Samir Shah at Landsbanki Securities said: “People thought most of the bad news had been priced in. It seems we’re entering a second phase of the credit squeeze. We’re going back to a place where liquidity is drying up and volatility is increasing.”

This is what we saw back in August of this year. Central Banks around the world were able to jaw bone us back into some semblance of stability. It seemed for awhile anyway that the worst was behind us.

Then Merrill Lynch and Citigroup had written down their losses on their mortgage holdings costing Stan O’Neal of Merrill and Charles Prince of Citigroup their jobs.

At Merrill, The write down was in excess of $7.9 billion and at Citigroup, the write down was an even larger $11 billion. The Merrill Lynch write down resulted in their largest quarterly loss ever.

Following the lead of these two U.S. financial giants, European investment banks are feeling the pain as well. The U.S. mortgage debacle is officially a global concern.

“Some banks have particularly weak disclosure, leading investors to fear what is beyond the veil,” Morgan Stanley’s van Steenis said.

UBS, Deutsche Bank, and Credit Suisse - Europe’s largest investment banks - all reported third-quarter earnings last week, but failed despite massive writedowns to allay fears that the worst is over, analysts say.

Now many are suspicious that not all of the bad mortgage exposure has been disclosed, leading to a lack of trust in the markets.
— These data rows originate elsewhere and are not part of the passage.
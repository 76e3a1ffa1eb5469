use std::collections::HashMap;
use std::sync::{Arc, Mutex, MutexGuard};

use tokio::sync::{mpsc, watch};
use tracing::debug;

use super::port::Port;

/// Rendezvous point for named channels plus the host's persistent badge.
///
/// Stands in for the host runtime: it owns no context state, it only
/// introduces two ends of a channel to each other.
#[derive(Clone)]
pub struct Hub {
    inner: Arc<HubInner>,
}

struct HubInner {
    listeners: Mutex<HashMap<String, mpsc::UnboundedSender<Port>>>,
    badge: watch::Sender<String>,
}

/// Incoming connections for one channel name.
pub struct Listener {
    name: String,
    rx: mpsc::UnboundedReceiver<Port>,
}

impl Hub {
    pub fn new() -> Self {
        let (badge, _) = watch::channel(String::new());
        Self {
            inner: Arc::new(HubInner {
                listeners: Mutex::new(HashMap::new()),
                badge,
            }),
        }
    }

    /// Become the acceptor for `name`, replacing any previous acceptor.
    pub fn listen(&self, name: &str) -> Listener {
        let (tx, rx) = mpsc::unbounded_channel();
        self.listeners().insert(name.to_string(), tx);
        Listener {
            name: name.to_string(),
            rx,
        }
    }

    /// Open a channel to whoever listens on `name`.
    ///
    /// With no live acceptor the returned port is already disconnected.
    pub fn connect(&self, name: &str) -> Port {
        let (local, remote) = Port::pair(name);
        let mut listeners = self.listeners();
        match listeners.get(name) {
            Some(tx) => {
                if tx.send(remote).is_err() {
                    debug!(channel = name, "acceptor gone; dropping registration");
                    listeners.remove(name);
                }
            }
            None => debug!(channel = name, "no acceptor for channel"),
        }
        local
    }

    pub fn set_badge_text(&self, text: &str) {
        self.inner.badge.send_replace(text.to_string());
    }

    pub fn badge_text(&self) -> String {
        self.inner.badge.borrow().clone()
    }

    pub fn badge(&self) -> watch::Receiver<String> {
        self.inner.badge.subscribe()
    }

    fn listeners(&self) -> MutexGuard<'_, HashMap<String, mpsc::UnboundedSender<Port>>> {
        self.inner
            .listeners
            .lock()
            .unwrap_or_else(|poisoned| poisoned.into_inner())
    }
}

impl Default for Hub {
    fn default() -> Self {
        Self::new()
    }
}

impl Listener {
    pub fn name(&self) -> &str {
        &self.name
    }

    pub async fn accept(&mut self) -> Option<Port> {
        self.rx.recv().await
    }
}
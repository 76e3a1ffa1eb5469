pub mod detector;
pub mod keypoint;

pub use detector::KeypointSource;
pub use keypoint::{Keypoint, KeypointIndex, Pose};
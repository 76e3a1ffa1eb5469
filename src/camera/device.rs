use anyhow::Result;
use bytes::Bytes;
use serde::{Deserialize, Serialize};

/// Media device kind as reported by the device enumeration call.
#[derive(Debug, Clone, Copy, PartialEq, Eq, Serialize, Deserialize)]
#[serde(rename_all = "lowercase")]
pub enum DeviceKind {
    VideoInput,
    AudioInput,
    AudioOutput,
}

#[derive(Debug, Clone, PartialEq, Eq, Serialize, Deserialize)]
#[serde(rename_all = "camelCase")]
pub struct MediaDeviceInfo {
    pub device_id: String,
    pub label: String,
    pub kind: DeviceKind,
}

impl MediaDeviceInfo {
    pub fn video(device_id: &str, label: &str) -> Self {
        Self {
            device_id: device_id.to_string(),
            label: label.to_string(),
            kind: DeviceKind::VideoInput,
        }
    }

    /// Label shown in a device picker; unnamed devices get a 1-based fallback.
    pub fn display_label(&self, position: usize) -> String {
        if self.label.is_empty() {
            format!("Device {}", position + 1)
        } else {
            self.label.clone()
        }
    }
}

/// Keep only cameras, preserving enumeration order.
pub fn video_inputs(devices: Vec<MediaDeviceInfo>) -> Vec<MediaDeviceInfo> {
    devices
        .into_iter()
        .filter(|d| d.kind == DeviceKind::VideoInput)
        .collect()
}

/// Opaque video frame handed to the keypoint source.
#[derive(Debug, Clone)]
pub struct Frame {
    pub width: u32,
    pub height: u32,
    pub data: Bytes,
}

/// An opened camera. `current_frame` is `None` until the stream is ready.
pub trait VideoSource: Send {
    fn current_frame(&self) -> Option<Frame>;
}

/// Device acquisition boundary.
pub trait CameraBackend: Send + Sync {
    fn enumerate_devices(&self) -> Result<Vec<MediaDeviceInfo>>;
    fn open(&self, device_id: &str) -> Result<Box<dyn VideoSource>>;
}
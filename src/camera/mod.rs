pub mod device;

pub use device::{video_inputs, CameraBackend, DeviceKind, Frame, MediaDeviceInfo, VideoSource};
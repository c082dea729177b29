use serde::Serialize;

use super::DashboardData;

#[derive(Debug, Clone, Copy, PartialEq, Eq, Serialize)]
#[serde(rename_all = "lowercase")]
pub enum InsightTone {
    Trend,
    Check,
    Wellness,
    Routine,
}

impl InsightTone {
    pub fn as_str(&self) -> &'static str {
        match self {
            InsightTone::Trend => "trend",
            InsightTone::Check => "check",
            InsightTone::Wellness => "wellness",
            InsightTone::Routine => "routine",
        }
    }
}

#[derive(Debug, Clone, PartialEq, Eq, Serialize)]
pub struct Insight {
    pub title: String,
    pub description: String,
    pub tone: InsightTone,
}

impl Insight {
    fn new(title: &str, description: &str, tone: InsightTone) -> Self {
        Self {
            title: title.to_string(),
            description: description.to_string(),
            tone,
        }
    }
}

/// Source of the dashboard's insight cards and suggestion list.
pub trait InsightProvider: Send + Sync {
    fn insights(&self, data: &DashboardData) -> Vec<Insight>;
    fn suggestions(&self, data: &DashboardData) -> Vec<String>;
}

/// Fixed copy that ignores the loaded data.
#[derive(Debug, Clone, Copy, Default)]
pub struct StaticInsights;

impl InsightProvider for StaticInsights {
    fn insights(&self, _data: &DashboardData) -> Vec<Insight> {
        vec![
            Insight::new(
                "Activity Pattern",
                "Your activity level has increased by 15% this week. Keep it up!",
                InsightTone::Trend,
            ),
            Insight::new(
                "Medication Adherence",
                "You have maintained a 95% medication adherence rate this month.",
                InsightTone::Check,
            ),
            Insight::new(
                "Wellness Score",
                "Your overall wellness score is 85/100 based on your activities.",
                InsightTone::Wellness,
            ),
            Insight::new(
                "Daily Rhythm",
                "Your daily routine shows good consistency in the past week.",
                InsightTone::Routine,
            ),
        ]
    }

    fn suggestions(&self, _data: &DashboardData) -> Vec<String> {
        [
            "Based on your activity pattern, consider adding a 20-minute morning walk",
            "Your next medication refill might be needed in 5 days",
            "Schedule your annual check-up - it's been 10 months since your last visit",
            "Your sleep schedule shows improvement - maintain your 10 PM bedtime routine",
            "Consider updating your emergency contacts list - last updated 3 months ago",
        ]
        .into_iter()
        .map(String::from)
        .collect()
    }
}

#[cfg(test)]
mod tests {
    use super::*;
    use pretty_assertions::assert_eq;

    #[test]
    fn static_copy_does_not_depend_on_data() {
        let empty = DashboardData::default();
        let titles: Vec<_> = StaticInsights
            .insights(&empty)
            .into_iter()
            .map(|i| i.title)
            .collect();
        assert_eq!(
            titles,
            vec!["Activity Pattern", "Medication Adherence", "Wellness Score", "Daily Rhythm"]
        );
        assert_eq!(StaticInsights.suggestions(&empty).len(), 5);
    }
}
Add this to a lack of liquidity among banks and price volatility among mortgage securities, and you have an ongoing crisis of immense magnitude.

Bill Gross, the chief investment officer of Pacific Investment Management, makes the following points about this financial debacle

US mortgage delinquencies and defaults would rise in 2008. “There are $1 trillion worth of sub-primes, Alt-As [self-certified] and basically garbage loans,” he said, adding that he expects some $250bn in defaults. “We’ve only begun to see the pain from rising mortgage payments,”
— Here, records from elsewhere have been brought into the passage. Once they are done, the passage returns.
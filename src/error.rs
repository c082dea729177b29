//! Error taxonomy shared by the store adapter, the form controller and the
//! presentation shell.
//!
//! The SQLite layer works in `anyhow::Result` and is wrapped into
//! [`StoreError::Backend`] at the record-store boundary, unless it already
//! carries a [`StoreError`] (a dead worker thread reports `Unavailable`).
//! Validation problems are caught before anything is sent to the store.

use chrono::NaiveDate;
use thiserror::Error;

pub type Result<T, E = CareError> = std::result::Result<T, E>;

/// Bad or missing field data, detected before submission.
#[derive(Debug, Clone, Error, PartialEq, Eq)]
pub enum ValidationError {
    #[error("{0} is required")]
    MissingField(&'static str),

    #[error("'{value}' is not a valid choice for {field}")]
    InvalidChoice { field: &'static str, value: String },

    #[error("{field} could not be read as a date: '{value}'")]
    InvalidDate { field: &'static str, value: String },

    #[error("{field} must be between {min} and {max}, got {value}")]
    DateOutOfRange {
        field: &'static str,
        value: NaiveDate,
        min: NaiveDate,
        max: NaiveDate,
    },

    #[error("end date {end} is before start date {start}")]
    EndBeforeStart { start: NaiveDate, end: NaiveDate },

    #[error("'{0}' is not a valid phone number")]
    InvalidPhone(String),
}

/// Network, auth or server failure while talking to the record store.
#[derive(Debug, Error)]
pub enum StoreError {
    #[error("record store unavailable: {0}")]
    Unavailable(String),

    #[error(transparent)]
    Backend(#[from] anyhow::Error),
}

#[derive(Debug, Error)]
pub enum CareError {
    #[error(transparent)]
    Validation(#[from] ValidationError),

    #[error(transparent)]
    Store(#[from] StoreError),

    #[error("another request is still in flight")]
    Busy,

    #[error("no signed-in owner; pass --owner or set CARELOG_OWNER")]
    NoOwner,

    #[error("nothing is waiting for confirmation")]
    NothingPending,
}

impl CareError {
    pub fn is_validation(&self) -> bool {
        matches!(self, CareError::Validation(_))
    }

    pub fn is_store(&self) -> bool {
        matches!(self, CareError::Store(_))
    }
}

/// Keeps an `Unavailable` raised inside the SQLite layer distinguishable from
/// any other backend failure.
impl From<anyhow::Error> for CareError {
    fn from(err: anyhow::Error) -> Self {
        match err.downcast::<StoreError>() {
            Ok(store) => CareError::Store(store),
            Err(err) => CareError::Store(StoreError::Backend(err)),
        }
    }
}
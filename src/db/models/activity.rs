//! Daily activity models.
//!
//! An activity is something the person did, logged with the time it was
//! completed. The type is one of a fixed set of choices.

use chrono::{DateTime, Utc};
use serde::{Deserialize, Serialize};

use crate::{
    error::ValidationError,
    records::{Record, RecordInput, RecordKind},
    validation::{check_date, require_text, DateBounds},
};

pub const ACTIVITY_TYPES: [&str; 7] = [
    "Exercise",
    "Walking",
    "Medication",
    "Meal",
    "Social",
    "Appointment",
    "Other",
];

pub fn is_activity_type(value: &str) -> bool {
    ACTIVITY_TYPES.contains(&value)
}

#[derive(Debug, Clone, PartialEq, Serialize, Deserialize)]
#[serde(rename_all = "camelCase")]
pub struct Activity {
    pub id: String,
    pub owner_id: String,
    pub activity_type: String,
    pub description: String,
    pub completed_at: DateTime<Utc>,
    pub created_at: DateTime<Utc>,
}

#[derive(Debug, Clone, PartialEq, Serialize, Deserialize)]
#[serde(rename_all = "camelCase")]
pub struct ActivityInput {
    pub activity_type: String,
    pub description: String,
    pub completed_at: DateTime<Utc>,
}

impl Record for Activity {
    type Input = ActivityInput;

    const KIND: RecordKind = RecordKind::Activity;

    fn id(&self) -> &str {
        &self.id
    }

    fn owner_id(&self) -> &str {
        &self.owner_id
    }

    fn category(&self) -> &str {
        &self.activity_type
    }

    fn description(&self) -> &str {
        &self.description
    }

    fn timestamp(&self) -> DateTime<Utc> {
        self.completed_at
    }
}

impl RecordInput for ActivityInput {
    fn validate(&self) -> Result<(), ValidationError> {
        require_text("activity_type", &self.activity_type)?;
        if !is_activity_type(&self.activity_type) {
            return Err(ValidationError::InvalidChoice {
                field: "activity_type",
                value: self.activity_type.clone(),
            });
        }
        require_text("description", &self.description)?;
        check_date(
            "completed_at",
            self.completed_at.date_naive(),
            DateBounds::general(),
        )
    }
}
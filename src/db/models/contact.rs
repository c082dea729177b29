//! Emergency contact models.

use chrono::{DateTime, Utc};
use serde::{Deserialize, Serialize};

use crate::{
    error::ValidationError,
    records::{Record, RecordInput, RecordKind},
    validation::{check_phone, require_text},
};

#[derive(Debug, Clone, PartialEq, Serialize, Deserialize)]
#[serde(rename_all = "camelCase")]
pub struct Contact {
    pub id: String,
    pub owner_id: String,
    pub name: String,
    pub relationship: String,
    pub phone_number: String,
    pub created_at: DateTime<Utc>,
}

#[derive(Debug, Clone, Default, PartialEq, Serialize, Deserialize)]
#[serde(rename_all = "camelCase")]
pub struct ContactInput {
    pub name: String,
    pub relationship: String,
    pub phone_number: String,
}

impl Record for Contact {
    type Input = ContactInput;

    const KIND: RecordKind = RecordKind::Contact;

    fn id(&self) -> &str {
        &self.id
    }

    fn owner_id(&self) -> &str {
        &self.owner_id
    }

    fn category(&self) -> &str {
        &self.relationship
    }

    fn description(&self) -> &str {
        &self.name
    }

    fn timestamp(&self) -> DateTime<Utc> {
        self.created_at
    }
}

impl RecordInput for ContactInput {
    fn validate(&self) -> Result<(), ValidationError> {
        require_text("name", &self.name)?;
        require_text("relationship", &self.relationship)?;
        check_phone(&self.phone_number)
    }
}
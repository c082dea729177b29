//! Who the records belong to.
//!
//! Sign-in is handled elsewhere; this crate only needs to know the current
//! owner id, and receives it through [`OwnerProvider`] instead of a global.

use std::fmt;

use serde::{Deserialize, Serialize};

use crate::error::{CareError, Result};

pub const OWNER_ENV_VAR: &str = "CARELOG_OWNER";

#[derive(Debug, Clone, PartialEq, Eq, Hash, Serialize, Deserialize)]
#[serde(transparent)]
pub struct OwnerId(String);

impl OwnerId {
    /// Returns `None` for blank ids.
    pub fn new(id: impl Into<String>) -> Option<Self> {
        let id = id.into();
        let trimmed = id.trim();
        if trimmed.is_empty() {
            None
        } else if trimmed.len() == id.len() {
            Some(Self(id))
        } else {
            Some(Self(trimmed.to_string()))
        }
    }

    pub fn as_str(&self) -> &str {
        &self.0
    }
}

impl fmt::Display for OwnerId {
    fn fmt(&self, f: &mut fmt::Formatter<'_>) -> fmt::Result {
        f.write_str(&self.0)
    }
}

impl AsRef<str> for OwnerId {
    fn as_ref(&self) -> &str {
        &self.0
    }
}

pub trait OwnerProvider: Send + Sync {
    fn current_owner(&self) -> Option<OwnerId>;

    fn require_owner(&self) -> Result<OwnerId> {
        self.current_owner().ok_or(CareError::NoOwner)
    }
}

/// First non-blank candidate wins: command-line flag, then environment, then
/// the value saved in settings.
#[derive(Debug, Clone, Default)]
pub struct LayeredOwner {
    candidates: Vec<Option<String>>,
}

impl LayeredOwner {
    pub fn new() -> Self {
        Self::default()
    }

    pub fn with(mut self, candidate: Option<String>) -> Self {
        self.candidates.push(candidate);
        self
    }

    pub fn with_env(self) -> Self {
        self.with(std::env::var(OWNER_ENV_VAR).ok())
    }
}

impl OwnerProvider for LayeredOwner {
    fn current_owner(&self) -> Option<OwnerId> {
        self.candidates
            .iter()
            .flatten()
            .find_map(|candidate| OwnerId::new(candidate.clone()))
    }
}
What this means to the average Foreclosures will accelerate their already historic pacehome owner and buyer is that mortgage money will be much more difficult to obtain. It also means we can expect foreclosures in 2008 to dwarf those of 2007. This will result in ongoing real estate price declines which are already at historic levels.

The home equity that you have today, may not be there in 2008. Billions of dollars in wealth is evaporating before our eyes. Sooner or later, this will make the average consumer in the United States feel as poor as they really are.

One can speculate that this will lead to a pull back of consumer spending, spreading the real estate recession to the rest of our economy. In my opinion, this is why the Federal Reserve Bank is lowering interest rates.

If you are a home owner, now is the time to take care of your mortgage needs. The mortgage products you need may not be there in 2008. Furthermore, the expected price declines in real estate values will further negatively impact your ability to obtain favorable home financing.

Hold on tight, we are about to hit some more severe financial turbulence.

Hold Off or Jump In?

Does it make sense to refinance or buy now or will you be better off waiting. The answer is it depends whether or not you are refinancing or buying a home.

If you are refinancing a home, you may be better off jumping in now. Sure there is a possibility rates will go lower if you wait. After all, the economy seems to be getting worse and the Federal Reserve is recognizing this fact and responding with rate cuts.

But while you wait for rates to go lower, home values are declining dramatically. In northern Fairfield County in Connecticut, we are seeing 10% to 15% declines in value. Value declines of this magnitude can eliminate any potential savings to be gained by waiting for lower rates.

How so? In addition to credit grade and the type of income and asset documentation available, loan to value can have a significant impact on the rate you get on your mortgage. Loan to value is the ratio of your loan amount to the appraised value of your home. The closer you get to 100% loan to value, the worse your financing terms will be.

So while waiting for lower rates, if your home’s value is declining precipitously, you can easily negate the effects of lower rates by increasing your loan to value ratio. Based on this premise and the fact that currently rates are within a point of their all time lows (conventional 30, 20 and 15 year fixed rates), now is the time to refinance. This is especially true in light of what is happening to home values.

If on the other hand, you are a home buyer, by all means take your time. As stated previously, home values are declining so the longer one waits the better deal to be had. Furthermore, there is no bottom in real estate prices anywhere on the horizon.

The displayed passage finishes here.